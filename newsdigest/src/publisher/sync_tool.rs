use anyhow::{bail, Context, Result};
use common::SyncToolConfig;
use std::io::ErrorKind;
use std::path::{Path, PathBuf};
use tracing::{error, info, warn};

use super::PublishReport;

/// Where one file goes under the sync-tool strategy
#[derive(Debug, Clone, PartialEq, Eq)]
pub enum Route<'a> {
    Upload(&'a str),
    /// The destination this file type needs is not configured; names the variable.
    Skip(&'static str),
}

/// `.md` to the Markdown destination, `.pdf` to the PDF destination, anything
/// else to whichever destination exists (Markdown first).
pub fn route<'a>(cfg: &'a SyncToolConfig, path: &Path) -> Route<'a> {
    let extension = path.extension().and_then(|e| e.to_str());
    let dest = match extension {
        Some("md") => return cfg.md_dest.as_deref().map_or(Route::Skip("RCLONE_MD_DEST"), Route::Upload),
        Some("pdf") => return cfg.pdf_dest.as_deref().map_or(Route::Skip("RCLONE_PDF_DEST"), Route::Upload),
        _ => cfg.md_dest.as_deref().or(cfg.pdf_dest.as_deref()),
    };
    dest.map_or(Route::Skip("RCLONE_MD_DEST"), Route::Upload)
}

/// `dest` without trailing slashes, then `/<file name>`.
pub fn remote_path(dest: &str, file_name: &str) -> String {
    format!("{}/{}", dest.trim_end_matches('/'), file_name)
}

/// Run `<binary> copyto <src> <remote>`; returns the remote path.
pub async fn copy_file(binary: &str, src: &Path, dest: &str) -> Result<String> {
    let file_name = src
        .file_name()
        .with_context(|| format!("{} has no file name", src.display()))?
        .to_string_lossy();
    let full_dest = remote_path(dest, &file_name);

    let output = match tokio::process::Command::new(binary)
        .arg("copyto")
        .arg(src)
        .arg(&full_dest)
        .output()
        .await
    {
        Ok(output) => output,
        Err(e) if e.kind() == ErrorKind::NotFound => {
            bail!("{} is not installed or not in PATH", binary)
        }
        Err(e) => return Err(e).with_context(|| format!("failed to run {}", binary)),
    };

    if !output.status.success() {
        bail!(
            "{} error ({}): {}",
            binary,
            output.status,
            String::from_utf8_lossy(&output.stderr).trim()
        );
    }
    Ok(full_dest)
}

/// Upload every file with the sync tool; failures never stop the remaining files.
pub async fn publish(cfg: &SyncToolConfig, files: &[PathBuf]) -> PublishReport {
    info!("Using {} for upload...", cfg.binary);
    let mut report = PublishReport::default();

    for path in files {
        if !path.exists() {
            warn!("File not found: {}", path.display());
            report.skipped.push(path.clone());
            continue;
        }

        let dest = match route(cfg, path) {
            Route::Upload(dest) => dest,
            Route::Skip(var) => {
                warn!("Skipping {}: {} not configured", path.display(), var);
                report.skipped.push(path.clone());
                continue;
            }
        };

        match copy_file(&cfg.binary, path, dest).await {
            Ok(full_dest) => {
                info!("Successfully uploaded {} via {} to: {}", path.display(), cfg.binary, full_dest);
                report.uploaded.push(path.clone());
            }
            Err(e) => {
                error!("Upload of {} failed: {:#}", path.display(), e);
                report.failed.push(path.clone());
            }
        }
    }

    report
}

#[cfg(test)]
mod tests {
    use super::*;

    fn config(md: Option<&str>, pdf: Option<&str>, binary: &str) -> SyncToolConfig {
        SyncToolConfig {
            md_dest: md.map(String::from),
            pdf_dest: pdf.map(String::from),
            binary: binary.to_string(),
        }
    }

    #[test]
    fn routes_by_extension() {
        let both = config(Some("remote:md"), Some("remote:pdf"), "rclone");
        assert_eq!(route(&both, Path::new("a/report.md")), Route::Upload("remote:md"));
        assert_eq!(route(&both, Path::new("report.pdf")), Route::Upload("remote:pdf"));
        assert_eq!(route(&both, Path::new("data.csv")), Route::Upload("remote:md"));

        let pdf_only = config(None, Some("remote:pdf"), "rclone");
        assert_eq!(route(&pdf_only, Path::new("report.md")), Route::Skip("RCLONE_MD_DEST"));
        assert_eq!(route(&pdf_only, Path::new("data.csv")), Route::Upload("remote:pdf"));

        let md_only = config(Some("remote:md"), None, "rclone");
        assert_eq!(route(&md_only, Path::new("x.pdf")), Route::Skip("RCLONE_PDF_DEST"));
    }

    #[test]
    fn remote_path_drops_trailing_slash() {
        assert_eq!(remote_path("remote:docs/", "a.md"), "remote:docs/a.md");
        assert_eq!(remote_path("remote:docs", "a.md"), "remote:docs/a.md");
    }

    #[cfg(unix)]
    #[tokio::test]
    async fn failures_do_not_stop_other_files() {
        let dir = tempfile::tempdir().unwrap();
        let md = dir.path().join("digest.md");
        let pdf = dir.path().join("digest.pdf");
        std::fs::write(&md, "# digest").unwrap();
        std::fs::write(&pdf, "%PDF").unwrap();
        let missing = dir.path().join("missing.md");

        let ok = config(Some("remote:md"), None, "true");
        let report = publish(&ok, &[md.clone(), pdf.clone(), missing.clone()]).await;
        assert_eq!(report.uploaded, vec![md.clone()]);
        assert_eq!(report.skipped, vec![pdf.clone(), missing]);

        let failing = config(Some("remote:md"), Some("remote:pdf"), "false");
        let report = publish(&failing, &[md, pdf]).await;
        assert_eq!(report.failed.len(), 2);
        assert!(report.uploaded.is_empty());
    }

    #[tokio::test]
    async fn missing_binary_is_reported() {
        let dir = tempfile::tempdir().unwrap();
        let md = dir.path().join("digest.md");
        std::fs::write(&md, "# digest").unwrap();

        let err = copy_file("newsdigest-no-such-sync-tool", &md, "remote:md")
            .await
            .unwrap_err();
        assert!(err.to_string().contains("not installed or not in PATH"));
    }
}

★ ★ ★

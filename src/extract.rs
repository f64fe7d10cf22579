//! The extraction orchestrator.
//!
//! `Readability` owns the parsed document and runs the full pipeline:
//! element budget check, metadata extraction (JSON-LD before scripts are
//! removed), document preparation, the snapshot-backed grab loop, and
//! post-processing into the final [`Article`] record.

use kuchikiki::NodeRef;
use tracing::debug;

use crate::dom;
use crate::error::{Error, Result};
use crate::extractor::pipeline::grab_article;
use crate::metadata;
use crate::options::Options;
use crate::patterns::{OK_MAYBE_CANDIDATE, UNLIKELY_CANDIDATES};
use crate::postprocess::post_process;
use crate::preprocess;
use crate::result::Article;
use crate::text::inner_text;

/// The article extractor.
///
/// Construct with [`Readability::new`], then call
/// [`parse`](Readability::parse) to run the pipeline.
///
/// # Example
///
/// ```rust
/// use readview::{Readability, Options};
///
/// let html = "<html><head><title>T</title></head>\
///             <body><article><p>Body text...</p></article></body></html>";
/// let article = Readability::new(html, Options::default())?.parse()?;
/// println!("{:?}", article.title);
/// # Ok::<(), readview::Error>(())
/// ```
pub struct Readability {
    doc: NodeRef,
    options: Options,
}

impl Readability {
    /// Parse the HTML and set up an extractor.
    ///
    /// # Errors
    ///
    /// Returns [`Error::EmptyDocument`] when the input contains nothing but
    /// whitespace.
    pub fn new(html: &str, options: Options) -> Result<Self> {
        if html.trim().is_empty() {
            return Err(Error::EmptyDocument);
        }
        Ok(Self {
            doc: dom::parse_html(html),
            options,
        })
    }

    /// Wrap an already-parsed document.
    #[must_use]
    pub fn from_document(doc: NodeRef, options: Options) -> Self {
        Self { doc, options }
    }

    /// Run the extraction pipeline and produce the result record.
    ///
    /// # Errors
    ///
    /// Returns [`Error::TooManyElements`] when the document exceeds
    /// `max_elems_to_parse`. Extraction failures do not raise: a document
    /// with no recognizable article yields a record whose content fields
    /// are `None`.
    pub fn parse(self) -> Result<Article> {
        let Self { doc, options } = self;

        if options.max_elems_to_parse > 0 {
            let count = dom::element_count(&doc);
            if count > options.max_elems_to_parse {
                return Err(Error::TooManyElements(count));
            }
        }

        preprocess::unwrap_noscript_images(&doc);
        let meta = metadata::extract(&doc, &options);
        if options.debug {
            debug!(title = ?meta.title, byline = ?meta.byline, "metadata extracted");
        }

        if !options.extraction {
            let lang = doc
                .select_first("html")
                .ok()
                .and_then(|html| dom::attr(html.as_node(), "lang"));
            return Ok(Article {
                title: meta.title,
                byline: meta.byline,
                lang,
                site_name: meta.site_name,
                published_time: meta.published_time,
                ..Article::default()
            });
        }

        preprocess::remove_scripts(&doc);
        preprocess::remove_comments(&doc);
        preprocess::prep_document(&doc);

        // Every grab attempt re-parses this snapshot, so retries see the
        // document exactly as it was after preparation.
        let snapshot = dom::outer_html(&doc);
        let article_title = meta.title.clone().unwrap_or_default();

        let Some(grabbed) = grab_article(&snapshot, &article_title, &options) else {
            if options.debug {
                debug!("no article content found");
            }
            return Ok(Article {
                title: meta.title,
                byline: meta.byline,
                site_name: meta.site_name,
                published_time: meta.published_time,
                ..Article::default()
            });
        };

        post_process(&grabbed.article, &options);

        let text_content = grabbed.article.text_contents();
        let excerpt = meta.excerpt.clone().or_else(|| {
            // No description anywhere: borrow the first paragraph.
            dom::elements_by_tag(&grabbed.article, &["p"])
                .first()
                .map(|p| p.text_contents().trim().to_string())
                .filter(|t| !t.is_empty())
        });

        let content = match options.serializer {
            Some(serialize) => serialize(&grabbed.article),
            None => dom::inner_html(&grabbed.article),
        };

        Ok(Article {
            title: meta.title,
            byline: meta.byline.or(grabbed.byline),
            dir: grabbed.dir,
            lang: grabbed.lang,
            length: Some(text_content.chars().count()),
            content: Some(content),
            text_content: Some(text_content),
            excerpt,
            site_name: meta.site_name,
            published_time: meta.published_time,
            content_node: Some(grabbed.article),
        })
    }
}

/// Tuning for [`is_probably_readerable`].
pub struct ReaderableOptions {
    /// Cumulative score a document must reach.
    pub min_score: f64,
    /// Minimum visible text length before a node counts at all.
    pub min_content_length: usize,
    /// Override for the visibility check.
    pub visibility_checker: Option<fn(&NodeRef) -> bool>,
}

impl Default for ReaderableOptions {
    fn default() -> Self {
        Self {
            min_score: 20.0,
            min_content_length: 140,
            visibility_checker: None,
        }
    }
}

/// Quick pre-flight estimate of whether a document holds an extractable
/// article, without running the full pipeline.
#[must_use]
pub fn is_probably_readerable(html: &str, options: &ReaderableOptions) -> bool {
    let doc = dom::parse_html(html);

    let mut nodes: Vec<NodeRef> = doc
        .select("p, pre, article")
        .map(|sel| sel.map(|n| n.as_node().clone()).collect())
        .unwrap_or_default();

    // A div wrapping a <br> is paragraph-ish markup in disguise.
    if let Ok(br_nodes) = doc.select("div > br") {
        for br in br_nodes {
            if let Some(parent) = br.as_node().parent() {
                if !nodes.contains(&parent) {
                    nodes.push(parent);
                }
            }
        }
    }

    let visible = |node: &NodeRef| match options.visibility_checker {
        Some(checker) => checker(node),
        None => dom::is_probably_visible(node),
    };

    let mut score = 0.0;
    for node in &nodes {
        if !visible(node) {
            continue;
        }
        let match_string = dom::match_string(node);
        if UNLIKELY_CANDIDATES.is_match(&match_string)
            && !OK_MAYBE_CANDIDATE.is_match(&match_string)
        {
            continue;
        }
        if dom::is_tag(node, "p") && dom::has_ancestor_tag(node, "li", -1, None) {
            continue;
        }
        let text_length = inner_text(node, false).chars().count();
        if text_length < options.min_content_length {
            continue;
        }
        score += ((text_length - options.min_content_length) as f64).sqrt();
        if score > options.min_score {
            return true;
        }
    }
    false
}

★ ★ ★

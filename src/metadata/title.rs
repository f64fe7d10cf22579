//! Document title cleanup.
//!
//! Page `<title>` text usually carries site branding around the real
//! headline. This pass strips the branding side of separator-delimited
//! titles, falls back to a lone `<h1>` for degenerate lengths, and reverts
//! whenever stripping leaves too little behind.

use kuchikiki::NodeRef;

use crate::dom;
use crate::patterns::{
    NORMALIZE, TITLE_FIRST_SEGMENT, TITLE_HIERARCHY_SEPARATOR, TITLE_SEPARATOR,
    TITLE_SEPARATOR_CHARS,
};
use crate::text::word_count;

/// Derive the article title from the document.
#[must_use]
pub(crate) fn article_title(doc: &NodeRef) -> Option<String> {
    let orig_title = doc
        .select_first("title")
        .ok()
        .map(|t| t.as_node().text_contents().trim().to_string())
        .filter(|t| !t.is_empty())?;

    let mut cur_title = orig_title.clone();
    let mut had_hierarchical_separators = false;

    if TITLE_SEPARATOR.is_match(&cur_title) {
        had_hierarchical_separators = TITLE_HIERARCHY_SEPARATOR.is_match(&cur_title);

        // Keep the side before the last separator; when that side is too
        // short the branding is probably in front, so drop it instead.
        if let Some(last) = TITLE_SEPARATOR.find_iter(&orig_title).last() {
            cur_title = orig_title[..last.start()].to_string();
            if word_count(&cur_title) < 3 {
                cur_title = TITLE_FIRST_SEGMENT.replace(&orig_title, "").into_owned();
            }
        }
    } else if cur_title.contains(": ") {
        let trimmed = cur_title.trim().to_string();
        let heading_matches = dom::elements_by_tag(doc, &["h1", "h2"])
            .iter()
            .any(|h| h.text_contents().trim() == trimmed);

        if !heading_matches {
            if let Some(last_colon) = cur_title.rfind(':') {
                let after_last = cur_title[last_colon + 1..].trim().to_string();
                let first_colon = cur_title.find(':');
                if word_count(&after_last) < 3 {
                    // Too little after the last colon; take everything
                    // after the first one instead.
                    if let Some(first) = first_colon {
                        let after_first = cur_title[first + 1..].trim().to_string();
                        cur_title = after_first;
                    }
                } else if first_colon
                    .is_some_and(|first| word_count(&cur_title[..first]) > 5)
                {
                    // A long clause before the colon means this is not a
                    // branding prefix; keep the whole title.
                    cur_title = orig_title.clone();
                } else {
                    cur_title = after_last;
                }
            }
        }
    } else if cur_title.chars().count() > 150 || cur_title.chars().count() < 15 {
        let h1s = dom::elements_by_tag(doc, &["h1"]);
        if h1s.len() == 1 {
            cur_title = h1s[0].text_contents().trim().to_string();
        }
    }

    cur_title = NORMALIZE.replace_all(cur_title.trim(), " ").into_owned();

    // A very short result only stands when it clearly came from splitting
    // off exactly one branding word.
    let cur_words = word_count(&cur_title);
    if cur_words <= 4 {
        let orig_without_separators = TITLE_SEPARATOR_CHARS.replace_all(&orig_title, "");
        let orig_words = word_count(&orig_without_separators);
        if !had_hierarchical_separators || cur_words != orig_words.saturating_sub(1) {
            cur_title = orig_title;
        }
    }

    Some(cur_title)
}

★ ★ ★

| Task instructions |
Look through the entries for the string "parsed". Every line that has it belongs in the answer.

| Result of the exercise |
//! `Readability` owns the parsed document and runs the full pipeline:
    /// Wrap an already-parsed document.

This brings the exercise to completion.